Start of Block

impl Renderer<'_, '_> {
    fn render(&mut self, node: &FieldNode<'_>) -> Option<FieldView> {
        let raw = node.schema;
        if let Some(pointer) = &raw.reference
            && node.data.is_none()
            && self.ancestors.contains(pointer)
        {
            debug!("{}: recursion through {pointer} stopped", node.path);
            return Some(self.view(node, None, node.required, FieldBody::Placeholder));
        }

        let resolved = match resolve(raw, &self.ctx.resolve_context()) {
            Ok(resolved) => resolved,
            Err(err) => {
                warn!("{}: {err}", node.path);
                let body = FieldBody::Failed {
                    error: err.to_string(),
                };
                return Some(self.view(node, None, node.required, body));
            }
        };
        if !resolved.activation.is_active() {
            debug!("{}: hidden by condition", node.path);
            return None;
        }
        let schema = resolved.schema;
        let required = resolved.activation.forces_required() || node.required;
        if schema.is_empty() {
            return Some(self.view(node, Some(&schema), required, FieldBody::Placeholder));
        }

        let filled = match node.data {
            None if schema.default.is_some() || schema.kind().is_container() => {
                match get_default(&schema, None, self.ctx.definitions) {
                    Ok(value) => Some(value),
                    Err(err) => {
                        warn!("{}: no default state: {err}", node.path);
                        None
                    }
                }
            }
            _ => None,
        };
        let mut local = node.clone();
        if filled.is_some() {
            local.data = filled.as_ref();
        }
        let node = &local;

        if let Some(pointer) = &raw.reference {
            self.ancestors.push(pointer.clone());
        }
        let body = self.body(node, &schema, required);
        if raw.reference.is_some() {
            self.ancestors.pop();
        }
        Some(self.view(node, Some(&schema), required, body))
    }

    fn body(&mut self, node: &FieldNode<'_>, schema: &SchemaNode, required: bool) -> FieldBody {
        if let Some(name) = &node.ui.field {
            match self.ctx.registry.field(name) {
                Some(field) => {
                    let output = field.render(&CustomFieldProps {
                        schema,
                        ui: node.ui,
                        id: &node.id,
                        path: &node.path,
                        value: node.data,
                        errors: node.errors,
                        required,
                        disabled: node.disabled || node.ui.disabled,
                        readonly: node.readonly || node.ui.readonly,
                        ref_data: self.ctx.ref_data,
                    });
                    return FieldBody::Custom {
                        name: name.clone(),
                        output,
                    };
                }
                None => warn!("{}: no custom field named `{name}`", node.path),
            }
        }

        match schema.kind() {
            SchemaKind::Object => self.object_body(node, schema),
            SchemaKind::Array => self.array_body(node, schema, required),
            SchemaKind::Unknown => {
                let err = FormError::UnsupportedSchemaType {
                    type_name: schema.type_name(),
                };
                warn!("{}: {err}", node.path);
                FieldBody::Unsupported {
                    reason: err.to_string(),
                }
            }
            kind => {
                let widget = node
                    .ui
                    .widget
                    .clone()
                    .unwrap_or_else(|| default_widget(kind, schema).to_string());
                let label = node.label(Some(schema));
                let output = self.ctx.registry.widget(&widget).render(&WidgetProps {
                    schema,
                    options: &node.ui.options,
                    id: &node.id,
                    path: &node.path,
                    value: node.data,
                    label: label.as_deref(),
                    required,
                    disabled: node.disabled || node.ui.disabled,
                    readonly: node.readonly || node.ui.readonly,
                    autofocus: node.autofocus || node.ui.autofocus,
                    multiple: false,
                    enum_options: schema.enum_options(),
                    errors: node.own_errors(),
                });
                FieldBody::Control { widget, output }
            }
        }
    }

    fn object_body(&mut self, node: &FieldNode<'_>, schema: &SchemaNode) -> FieldBody {
        let mut properties = IndexMap::new();
        for (name, child_schema) in &schema.properties {
            let ui = node.ui.property(name);
            let child = FieldNode {
                schema: child_schema,
                ui: &ui,
                data: node.data.and_then(|d| d.get(name)),
                id: node
                    .ids
                    .and_then(|ids| ids.child(name))
                    .map_or_else(|| child_id(&node.id, name), |ids| ids.id.clone()),
                ids: node.ids.and_then(|ids| ids.child(name)),
                errors: node.errors.and_then(|e| e.child(name)),
                name: Some(name.clone()),
                path: node.path.push_key(name),
                required: schema.is_property_required(name),
                disabled: node.disabled || node.ui.disabled,
                readonly: node.readonly || node.ui.readonly,
                autofocus: false,
            };
            if let Some(view) = self.render(&child) {
                properties.insert(name.clone(), view);
            }
        }
        FieldBody::Object { properties }
    }

    fn array_body(
        &mut self,
        node: &FieldNode<'_>,
        schema: &SchemaNode,
        required: bool,
    ) -> FieldBody {
        let engine = match ArrayEngine::new(schema, node.ui, self.ctx.definitions) {
            Ok(engine) => engine.at(node.path.clone()),
            Err(err) => {
                warn!("{}: {err}", node.path);
                return FieldBody::Failed {
                    error: err.to_string(),
                };
            }
        };
        let data = node
            .data
            .and_then(Value::as_array)
            .map(Vec::as_slice)
            .unwrap_or(&[]);
        let variant = engine.variant();
        let mut view = ArrayView {
            variant,
            title: node
                .ui
                .title
                .clone()
                .or_else(|| schema.title.clone())
                .or_else(|| node.name.clone()),
            capabilities: engine.capabilities(data.len()),
            add_button_text: schema
                .add_button_text
                .clone()
                .unwrap_or_else(|| DEFAULT_ADD_BUTTON_TEXT.to_string()),
            items: Vec::new(),
            control: None,
        };

        if variant.is_whole_value() {
            view.control = Some(self.whole_value_control(node, schema, variant, required));
            return FieldBody::Array(view);
        }

        let fixed_len = match variant {
            ArrayVariant::FixedTuple { fixed_len, .. } => Some(fixed_len),
            _ => None,
        };
        let len = data.len().max(fixed_len.unwrap_or(0));
        for index in 0..len {
            let Some(item_schema) = schema.schema_for_index(index) else {
                continue;
            };
            let key = index.to_string();
            let ui = node.ui.item(index, fixed_len);
            let item_required = retrieve_schema(item_schema, self.ctx.definitions)
                .map_or_else(|_| item_schema.is_item_required(), |s| s.is_item_required());
            let child = FieldNode {
                schema: item_schema,
                ui: &ui,
                data: data.get(index),
                id: node
                    .ids
                    .and_then(|ids| ids.item(index))
                    .map_or_else(|| child_id(&node.id, &key), |ids| ids.id.clone()),
                ids: node.ids.and_then(|ids| ids.item(index)),
                errors: node.errors.and_then(|e| e.item(index)),
                name: None,
                path: node.path.push_index(index),
                required: item_required,
                disabled: node.disabled || node.ui.disabled,
                readonly: node.readonly || node.ui.readonly,
                autofocus: false,
            };
            let controls = engine.item_controls(index, len);
            view.items.push(ArrayItemView {
                index,
                controls,
                has_toolbar: controls.has_toolbar(),
                field: self.render(&child),
            });
        }
        FieldBody::Array(view)
    }

    fn whole_value_control(
        &self,
        node: &FieldNode<'_>,
        schema: &SchemaNode,
        variant: ArrayVariant,
        required: bool,
    ) -> Value {
        let item = schema
            .item_schema()
            .and_then(|item| retrieve_schema(item, self.ctx.definitions).ok())
            .unwrap_or_default();
        let widget = match (&node.ui.widget, variant) {
            (Some(widget), _) => widget.as_str(),
            (None, ArrayVariant::FileList) => "files",
            (None, _) => "select",
        };
        let label = node.label(Some(schema));
        self.ctx.registry.widget(widget).render(&WidgetProps {
            schema,
            options: &node.ui.options,
            id: &node.id,
            path: &node.path,
            value: node.data,
            label: label.as_deref(),
            required,
            disabled: node.disabled || node.ui.disabled,
            readonly: node.readonly || node.ui.readonly,
            autofocus: node.autofocus || node.ui.autofocus,
            multiple: true,
            enum_options: item.enum_options(),
            errors: node.own_errors(),
        })
    }

    fn view(
        &self,
        node: &FieldNode<'_>,
        effective: Option<&SchemaNode>,
        required: bool,
        body: FieldBody,
    ) -> FieldView {
        let raw = node.schema;
        let ui = node.ui;
        let kind = effective.map_or(SchemaKind::Unknown, SchemaNode::kind);
        let type_name = effective.unwrap_or(raw).type_name();
        let errors = node.own_errors().to_vec();

        let display_label = match (&body, kind) {
            (FieldBody::Custom { .. }, _) | (_, SchemaKind::Object) => false,
            (FieldBody::Array(array), _) => array.variant.is_whole_value() && ui.options.label(),
            (_, SchemaKind::Boolean) if ui.widget.is_none() => false,
            _ => ui.options.label(),
        };

        let mut classes = Vec::new();
        if !kind.is_container() {
            classes.push("form-group".to_string());
        }
        classes.push("field".to_string());
        classes.push(format!("field-{type_name}"));
        if !errors.is_empty() {
            classes.extend(["field-error", "has-error", "has-danger"].map(String::from));
        }
        if let Some(extra) = &ui.class_names {
            classes.push(extra.clone());
        }

        FieldView {
            id: node.id.clone(),
            path: node.path.clone(),
            kind,
            label: node.label(effective),
            description: ui
                .description
                .clone()
                .or_else(|| raw.description.clone())
                .or_else(|| effective.and_then(|s| s.description.clone())),
            help: ui.help.clone(),
            errors,
            required,
            disabled: node.disabled || ui.disabled,
            readonly: node.readonly || ui.readonly,
            hidden: ui.is_hidden(),
            display_label,
            class_names: classes.join(" "),
            body,
        }
    }
}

End of Block

◆ EXERCISE DESCRIPTION: Filter the records above and copy every line that contains the word "items".

◆ COMPLETED EXERCISE:
            items: Vec::new(),
            view.items.push(ArrayItemView {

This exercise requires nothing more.